Problem to work on ::
Without skipping anything, write out each record below exactly.

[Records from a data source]
*-*-*
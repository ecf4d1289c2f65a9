use crate::{
	binding::{Callback, EventBinding},
	component::{Component, NodeSlot, ReadPolicy},
	element::{Child, ElementBuilder},
	host::{Host, InputEvent, NodeOf},
	todo::{Todo, TodoId},
};
use std::{
	cell::RefCell,
	rc::{Rc, Weak},
};
use tracing::{debug, warn};

pub(crate) const COMPLETED_LABEL_STYLE: &str = "color: gray; text-decoration: line-through;";
pub(crate) const ARMED_DELETE_STYLE: &str = "background: red; color: white;";

/// One todo as list item: a completion checkbox, the label and a two-step delete button.
///
/// The first click on the delete button only arms it (and restyles it). The second one requests the deletion.
pub struct TaskRow<H: Host> {
	this: Weak<RefCell<Self>>,
	todo: Todo,
	on_delete: Callback<TodoId>,
	on_toggle: Callback<(TodoId, bool)>,
	confirm_delete: bool,
	slot: NodeSlot<NodeOf<H>>,
}

impl<H: Host> TaskRow<H>
where
	H::Event: InputEvent,
{
	#[must_use]
	pub fn new(todo: Todo, on_delete: Callback<TodoId>, on_toggle: Callback<(TodoId, bool)>, read_policy: ReadPolicy) -> Rc<RefCell<Self>> {
		Rc::new_cyclic(|this| {
			RefCell::new(Self {
				this: this.clone(),
				todo,
				on_delete,
				on_toggle,
				confirm_delete: false,
				slot: NodeSlot::with_read_policy(read_policy),
			})
		})
	}

	/// Stores a new version of the todo. Doesn't render.
	pub fn set_props(&mut self, todo: Todo) {
		self.todo = todo
	}

	#[must_use]
	pub fn todo(&self) -> &Todo {
		&self.todo
	}

	#[must_use]
	pub fn is_delete_armed(&self) -> bool {
		self.confirm_delete
	}

	fn handle_delete_click(this: &Rc<RefCell<Self>>, host: &H) {
		let (on_delete, index) = {
			let mut row = this.borrow_mut();
			if !row.confirm_delete {
				debug!(index = row.todo.index, "Arming delete button.");
				row.confirm_delete = true;
				row.update(host);
				return;
			}
			(Rc::clone(&row.on_delete), row.todo.index)
		};
		// The parent re-renders in response, which may borrow this row again.
		on_delete(index)
	}
}

impl<H: Host> Component for TaskRow<H>
where
	H::Event: InputEvent,
{
	type Host = H;

	fn render(&mut self, host: &H) -> NodeOf<H> {
		let index = self.todo.index;

		let on_toggle = Rc::clone(&self.on_toggle);
		let checkbox = ElementBuilder::new("input")
			.attribute("type", "checkbox")
			.optional_attribute("checked", self.todo.completed.then_some(""))
			.on(EventBinding::new("change", move |event: &H::Event| match event.target_checked() {
				Some(checked) => on_toggle((index, checked)),
				None => warn!(index, "Ignoring change event without checkedness."),
			}))
			.build(host);

		let label = ElementBuilder::new("label")
			.attribute("style", if self.todo.completed { COMPLETED_LABEL_STYLE } else { "" })
			.text(self.todo.label.as_str())
			.build(host);

		let this = self.this.clone();
		let listener_host = host.downgrade();
		let delete = ElementBuilder::new("button")
			.attribute("style", if self.confirm_delete { ARMED_DELETE_STYLE } else { "" })
			.text("🗑")
			.on(EventBinding::new("click", move |_: &H::Event| {
				if let (Some(this), Some(host)) = (this.upgrade(), H::upgrade(&listener_host)) {
					Self::handle_delete_click(&this, &host)
				}
			}))
			.build(host);

		ElementBuilder::new("li")
			.children([Child::Node(checkbox), Child::Node(label), Child::Node(delete)])
			.build(host)
	}

	fn slot(&self) -> &NodeSlot<NodeOf<H>> {
		&self.slot
	}

	fn slot_mut(&mut self) -> &mut NodeSlot<NodeOf<H>> {
		&mut self.slot
	}
}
*-*-*
Written answer ::
repository ecf4d1289c2f65a9
use crate::{
	binding::{Callback, EventBinding},
	component::{Component, NodeSlot, ReadPolicy},
	element::{Child, ElementBuilder},
	host::{Host, InputEvent, NodeOf},
	todo::{Todo, TodoId},
};
use std::{
	cell::RefCell,
	rc::{Rc, Weak},
};
use tracing::{debug, warn};

pub(crate) const COMPLETED_LABEL_STYLE: &str = "color: gray; text-decoration: line-through;";
pub(crate) const ARMED_DELETE_STYLE: &str = "background: red; color: white;";

/// One todo as list item: a completion checkbox, the label and a two-step delete button.
///
/// The first click on the delete button only arms it (and restyles it). The second one requests the deletion.
pub struct TaskRow<H: Host> {
	this: Weak<RefCell<Self>>,
	todo: Todo,
	on_delete: Callback<TodoId>,
	on_toggle: Callback<(TodoId, bool)>,
	confirm_delete: bool,
	slot: NodeSlot<NodeOf<H>>,
}

impl<H: Host> TaskRow<H>
where
	H::Event: InputEvent,
{
	#[must_use]
	pub fn new(todo: Todo, on_delete: Callback<TodoId>, on_toggle: Callback<(TodoId, bool)>, read_policy: ReadPolicy) -> Rc<RefCell<Self>> {
		Rc::new_cyclic(|this| {
			RefCell::new(Self {
				this: this.clone(),
				todo,
				on_delete,
				on_toggle,
				confirm_delete: false,
				slot: NodeSlot::with_read_policy(read_policy),
			})
		})
	}

	/// Stores a new version of the todo. Doesn't render.
	pub fn set_props(&mut self, todo: Todo) {
		self.todo = todo
	}

	#[must_use]
	pub fn todo(&self) -> &Todo {
		&self.todo
	}

	#[must_use]
	pub fn is_delete_armed(&self) -> bool {
		self.confirm_delete
	}

	fn handle_delete_click(this: &Rc<RefCell<Self>>, host: &H) {
		let (on_delete, index) = {
			let mut row = this.borrow_mut();
			if !row.confirm_delete {
				debug!(index = row.todo.index, "Arming delete button.");
				row.confirm_delete = true;
				row.update(host);
				return;
			}
			(Rc::clone(&row.on_delete), row.todo.index)
		};
		// The parent re-renders in response, which may borrow this row again.
		on_delete(index)
	}
}

impl<H: Host> Component for TaskRow<H>
where
	H::Event: InputEvent,
{
	type Host = H;

	fn render(&mut self, host: &H) -> NodeOf<H> {
		let index = self.todo.index;

		let on_toggle = Rc::clone(&self.on_toggle);
		let checkbox = ElementBuilder::new("input")
			.attribute("type", "checkbox")
			.optional_attribute("checked", self.todo.completed.then_some(""))
			.on(EventBinding::new("change", move |event: &H::Event| match event.target_checked() {
				Some(checked) => on_toggle((index, checked)),
				None => warn!(index, "Ignoring change event without checkedness."),
			}))
			.build(host);

		let label = ElementBuilder::new("label")
			.attribute("style", if self.todo.completed { COMPLETED_LABEL_STYLE } else { "" })
			.text(self.todo.label.as_str())
			.build(host);

		let this = self.this.clone();
		let listener_host = host.downgrade();
		let delete = ElementBuilder::new("button")
			.attribute("style", if self.confirm_delete { ARMED_DELETE_STYLE } else { "" })
			.text("🗑")
			.on(EventBinding::new("click", move |_: &H::Event| {
				if let (Some(this), Some(host)) = (this.upgrade(), H::upgrade(&listener_host)) {
					Self::handle_delete_click(&this, &host)
				}
			}))
			.build(host);

		ElementBuilder::new("li")
			.children([Child::Node(checkbox), Child::Node(label), Child::Node(delete)])
			.build(host)
	}

	fn slot(&self) -> &NodeSlot<NodeOf<H>> {
		&self.slot
	}

	fn slot_mut(&mut self) -> &mut NodeSlot<NodeOf<H>> {
		&mut self.slot
	}
}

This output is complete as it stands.